Each line in the data holding "Flat" should be listed.

• **INPUT RECORDS**:

══════════════════════════════

//! Rendering seam and a plain-text renderer for terminals

use crate::{
    sparkline::SparklineTrend,
    view::{BoardState, BoardView, CoinRow, NewsView},
};
use std::fmt::Write;

/// Turns views into output
///
/// Implementations own all markup and chart drawing; the board only hands
/// them fully formatted views.
pub trait Renderer {
    fn render_board(&self, view: &BoardView) -> String;

    fn render_news(&self, view: &NewsView) -> String;
}

const SPARK_CHARS: [char; 8] = ['▁', '▂', '▃', '▄', '▅', '▆', '▇', '█'];

/// Draws a series as unicode block characters scaled between its min and max
pub fn spark_bar(series: &[f64]) -> String {
    let (min, max) = series
        .iter()
        .fold((f64::INFINITY, f64::NEG_INFINITY), |(lo, hi), v| {
            (lo.min(*v), hi.max(*v))
        });
    let span = max - min;

    series
        .iter()
        .map(|v| {
            if span <= 0.0 || !span.is_finite() {
                SPARK_CHARS[SPARK_CHARS.len() / 2]
            } else {
                let level = ((v - min) / span * (SPARK_CHARS.len() - 1) as f64).round() as usize;
                SPARK_CHARS[level.min(SPARK_CHARS.len() - 1)]
            }
        })
        .collect()
}

/// Fixed-width text renderer
#[derive(Debug, Clone, Copy, Default)]
pub struct PlainTextRenderer;

impl PlainTextRenderer {
    fn render_row(out: &mut String, row: &CoinRow) {
        let rank = row.rank.map(|r| r.to_string()).unwrap_or_default();
        let arrow = match row.trend_direction {
            SparklineTrend::Up => "▲",
            SparklineTrend::Down => "▼",
            SparklineTrend::Flat => " ",
        };
        let _ = writeln!(
            out,
            "{:>4}  {:<24} {:<8} {:>22} {:>9}  {} {}",
            rank,
            truncate(&row.name, 24),
            row.symbol,
            row.price,
            row.change_text,
            spark_bar(&row.trend),
            arrow
        );
    }
}

impl Renderer for PlainTextRenderer {
    fn render_board(&self, view: &BoardView) -> String {
        let mut out = String::new();

        match &view.state {
            BoardState::Loading => out.push_str("Loading market data...\n"),
            BoardState::FetchError { message, retry } => {
                let _ = writeln!(out, "{}", message);
                if *retry {
                    out.push_str("[Retry]\n");
                }
            }
            BoardState::NoResults => out.push_str("No cryptocurrencies found\n"),
            BoardState::Page {
                rows,
                page,
                total_pages,
                has_previous,
                has_next,
            } => {
                for row in rows {
                    Self::render_row(&mut out, row);
                }
                let _ = writeln!(
                    out,
                    "{} Page {} of {} {}",
                    if *has_previous { "<" } else { " " },
                    page,
                    total_pages,
                    if *has_next { ">" } else { " " }
                );
            }
        }

        if let Some(error) = &view.last_error {
            let _ = writeln!(out, "! {} [Retry]", error);
        }
        if let Some(updated) = view.last_updated {
            let _ = writeln!(out, "Last updated: {}", updated.format("%H:%M:%S"));
        }

        out
    }

    fn render_news(&self, view: &NewsView) -> String {
        let mut out = String::new();

        match view {
            NewsView::Loading => out.push_str("Loading news...\n"),
            NewsView::Empty => {
                out.push_str("No crypto news available at the moment. Please check back later.\n")
            }
            NewsView::Failed { message, retry } => {
                let _ = writeln!(out, "Failed to load news: {}", message);
                if *retry {
                    out.push_str("[Retry]\n");
                }
            }
            NewsView::Articles { items } => {
                for item in items {
                    let _ = writeln!(out, "{}", item.title);
                    let _ = writeln!(out, "  {} • {}", item.source, item.published);
                    let _ = writeln!(out, "  {}", item.description);
                    let _ = writeln!(out, "  {}", item.url);
                }
            }
        }

        out
    }
}

fn truncate(s: &str, max_chars: usize) -> String {
    if s.chars().count() <= max_chars {
        s.to_string()
    } else {
        let mut t: String = s.chars().take(max_chars.saturating_sub(1)).collect();
        t.push('…');
        t
    }
}

#[cfg(test)]
mod tests {
    use super::*;
    use crate::types::Currency;
    use crate::view::NewsItem;

    #[test]
    fn test_spark_bar_scaling() {
        assert_eq!(spark_bar(&[1.0, 2.0, 3.0]), "▁▅█");
        assert_eq!(spark_bar(&[5.0, 5.0]), "▅▅");
        assert_eq!(spark_bar(&[]), "");
    }

    #[test]
    fn test_error_and_no_results_differ() {
        let renderer = PlainTextRenderer;
        let error = renderer.render_board(&BoardView::fetch_error(
            Currency::Usd,
            "",
            "Failed to load data.",
            true,
        ));
        let mut no_results = BoardView::loading(Currency::Usd, "zzz");
        no_results.state = BoardState::NoResults;
        let no_results = renderer.render_board(&no_results);

        assert!(error.contains("[Retry]"));
        assert!(no_results.contains("No cryptocurrencies found"));
        assert!(!no_results.contains("[Retry]"));
    }

    #[test]
    fn test_render_news() {
        let renderer = PlainTextRenderer;
        let view = NewsView::Articles {
            items: vec![NewsItem {
                title: "Bitcoin rallies".to_string(),
                source: "Unknown".to_string(),
                published: "2024-03-05".to_string(),
                description: "No description available".to_string(),
                url: "https://a".to_string(),
            }],
        };
        let text = renderer.render_news(&view);
        assert!(text.contains("Bitcoin rallies"));
        assert!(text.contains("Unknown • 2024-03-05"));

        let failed = renderer.render_news(&NewsView::Failed {
            message: "HTTP 500".to_string(),
            retry: true,
        });
        assert!(failed.contains("[Retry]"));
    }

    #[test]
    fn test_truncate() {
        assert_eq!(truncate("Bitcoin", 24), "Bitcoin");
        assert_eq!(truncate("abcdef", 4), "abc…");
    }
}
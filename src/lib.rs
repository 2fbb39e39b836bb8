//! # Coin Board SDK
//!
//! A polling coin market board: the top coins by market cap, searchable and
//! paginated, with prices in USD or VND and a 7-point sparkline per coin,
//! plus an independent crypto news list.
//!
//! ## Architecture
//!
//! ```text
//! MarketBoard::start()
//!     ↓
//! Background task (every 60s, 30s after a failure)
//!     ↓
//! MarketDataProvider (CoinGecko)
//!     ↓
//! RecordStore (last known good, swapped wholesale)
//!     ↓
//! paginate::derive + convert + sparkline
//!     ↓
//! BoardView → Renderer
//! ```
//!
//! UI events (search, paging, currency change) re-derive the view from the
//! stored list without refetching. Only an explicit retry hits the market
//! endpoint out of schedule.
//!
//! ## Usage
//!
//! ```no_run
//! use coin_board_sdk::{BoardConfig, MarketBoard, PlainTextRenderer, Renderer, UiEvent};
//!
//! # async fn example() -> Result<(), Box<dyn std::error::Error>> {
//! let config = BoardConfig::from_env();
//! let mut board = MarketBoard::new(&config)?;
//! board.refresh_now().await?;
//!
//! let view = board
//!     .handle_event(UiEvent::SearchSubmitted("btc".to_string()))
//!     .await;
//! print!("{}", PlainTextRenderer.render_board(&view));
//! # Ok(())
//! # }
//! ```
//!
//! ## Error Handling
//!
//! Market fetch failures keep the previous list and surface a retry in the
//! view. Exchange-rate failures fall back to 24000 VND per USD silently.
//! News failures only affect the [`NewsFeed`].

pub mod board;
pub mod config;
pub mod constants;
pub mod convert;
pub mod error;
pub mod metrics;
pub mod news;
pub mod paginate;
pub mod provider;
pub mod providers;
pub mod rates;
pub mod render;
pub mod sparkline;
pub mod store;
pub mod types;
pub mod view;

// Re-export commonly used types
pub use board::{MarketBoard, RefreshOutcome};
pub use config::BoardConfig;
pub use convert::convert;
pub use error::FetchError;
pub use metrics::{FetchMetrics, FetchStats, Pipeline};
pub use news::{NewsFeed, NewsState};
pub use paginate::{derive, PageView};
pub use render::{PlainTextRenderer, Renderer};
pub use types::{
    BoardEvent, CoinRecord, ComponentHealth, Currency, HealthStatus, NewsArticle, QueryState,
    UiEvent,
};
pub use view::{BoardState, BoardView, CoinRow, NewsView};
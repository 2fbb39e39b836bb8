//! Per-coin trend series for sparkline charts

use crate::constants::SPARKLINE_POINTS;
use serde::{Deserialize, Serialize};

/// The last `SPARKLINE_POINTS` samples, in their original order
pub fn trend_series(samples: &[f64]) -> &[f64] {
    let start = samples.len().saturating_sub(SPARKLINE_POINTS);
    &samples[start..]
}

/// Direction of a trend series, used to colour the chart
#[derive(Debug, Clone, Copy, PartialEq, Eq, Serialize, Deserialize)]
#[serde(rename_all = "lowercase")]
pub enum SparklineTrend {
    Up,
    Down,
    /// No samples
    Flat,
}

impl SparklineTrend {
    /// Up when the last sample is at or above the first
    pub fn of(series: &[f64]) -> Self {
        match (series.first(), series.last()) {
            (Some(first), Some(last)) if last >= first => SparklineTrend::Up,
            (Some(_), Some(_)) => SparklineTrend::Down,
            _ => SparklineTrend::Flat,
        }
    }
}
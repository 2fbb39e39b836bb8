//! NewsAPI article provider

use crate::{
    constants::{NEWS_API_URL, NEWS_EVERYTHING_ENDPOINT, REQUEST_TIMEOUT_SECS, USER_AGENT},
    error::FetchError,
    provider::NewsProvider,
    types::NewsArticle,
};
use async_trait::async_trait;
use reqwest::Client;
use serde::Deserialize;
use std::time::Duration;

/// `/v2/everything` response
#[derive(Debug, Deserialize)]
#[serde(rename_all = "camelCase")]
struct EverythingResponse {
    status: String,
    #[serde(default)]
    message: Option<String>,
    #[serde(default)]
    articles: Vec<NewsArticle>,
}

/// Turns a NewsAPI body into articles
///
/// NewsAPI reports some failures as `{"status":"error"}` bodies.
fn parse_everything(body: &str) -> Result<Vec<NewsArticle>, FetchError> {
    let response: EverythingResponse = serde_json::from_str(body).map_err(|e| {
        FetchError::invalid_response(format!("Failed to parse NewsAPI response: {}", e))
    })?;

    if response.status != "ok" {
        return Err(FetchError::invalid_response(
            response
                .message
                .unwrap_or_else(|| format!("NewsAPI status: {}", response.status)),
        ));
    }

    Ok(response.articles)
}

/// NewsAPI provider
pub struct NewsApiProvider {
    client: Client,
    base_url: String,
    api_key: String,
}

impl NewsApiProvider {
    /// Creates a provider against the public API
    pub fn new(api_key: impl Into<String>) -> Result<Self, FetchError> {
        Self::with_base_url(NEWS_API_URL, api_key)
    }

    /// Creates a provider against a custom base URL
    pub fn with_base_url(
        base_url: impl Into<String>,
        api_key: impl Into<String>,
    ) -> Result<Self, FetchError> {
        let api_key = api_key.into();
        if api_key.trim().is_empty() {
            return Err(FetchError::config("NEWS_API_KEY is not set"));
        }

        let client = Client::builder()
            .timeout(Duration::from_secs(REQUEST_TIMEOUT_SECS))
            .user_agent(USER_AGENT)
            .build()
            .map_err(FetchError::from)?;

        Ok(Self {
            client,
            base_url: base_url.into().trim_end_matches('/').to_string(),
            api_key,
        })
    }

    fn endpoint(&self) -> String {
        format!("{}{}", self.base_url, NEWS_EVERYTHING_ENDPOINT)
    }
}

#[async_trait]
impl NewsProvider for NewsApiProvider {
    async fn fetch_articles(
        &self,
        query: &str,
        page_size: usize,
    ) -> Result<Vec<NewsArticle>, FetchError> {
        let url = self.endpoint();
        tracing::debug!(url = %url, query = query, page_size = page_size, "Fetching news");

        let page_size = page_size.to_string();
        let response = self
            .client
            .get(&url)
            .query(&[("q", query), ("pageSize", page_size.as_str())])
            .header("X-Api-Key", &self.api_key)
            .send()
            .await?;

        let status = response.status();
        if !status.is_success() {
            let body = response.text().await.unwrap_or_default();
            return Err(FetchError::http(status, body));
        }

        let body = response.text().await?;
        parse_everything(&body)
    }

    fn provider_name(&self) -> &'static str {
        "newsapi"
    }
}
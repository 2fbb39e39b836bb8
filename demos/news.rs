//! Fetches and prints the crypto news list
//!
//! Needs `NEWS_API_KEY`; without it the news area shows the configuration
//! error and no retry is attempted.

use coin_board_sdk::{BoardConfig, NewsFeed, NewsState, PlainTextRenderer, Renderer};
use std::time::Duration;
use tokio::time::sleep;
use tracing_subscriber::EnvFilter;

const MAX_ATTEMPTS: u32 = 3;

#[tokio::main]
async fn main() -> Result<(), Box<dyn std::error::Error>> {
    tracing_subscriber::fmt()
        .with_env_filter(
            EnvFilter::try_from_default_env()
                .unwrap_or_else(|_| EnvFilter::new("coin_board_sdk=info")),
        )
        .init();

    let config = BoardConfig::from_env();
    let mut feed = NewsFeed::from_config(&config);
    let renderer = PlainTextRenderer;

    feed.refresh().await;
    for attempt in 2..=MAX_ATTEMPTS {
        match feed.state() {
            NewsState::Failed(e) if e.is_retryable() => {}
            _ => break,
        }
        print!("{}", renderer.render_news(&feed.view()));
        println!("Retrying ({}/{})...", attempt, MAX_ATTEMPTS);
        sleep(Duration::from_secs(2)).await;
        feed.retry().await;
    }

    print!("{}", renderer.render_news(&feed.view()));
    Ok(())
}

══════════════════════════════

• **PROBLEM SOLUTION**:
            SparklineTrend::Flat => " ",
    Flat,
            _ => SparklineTrend::Flat,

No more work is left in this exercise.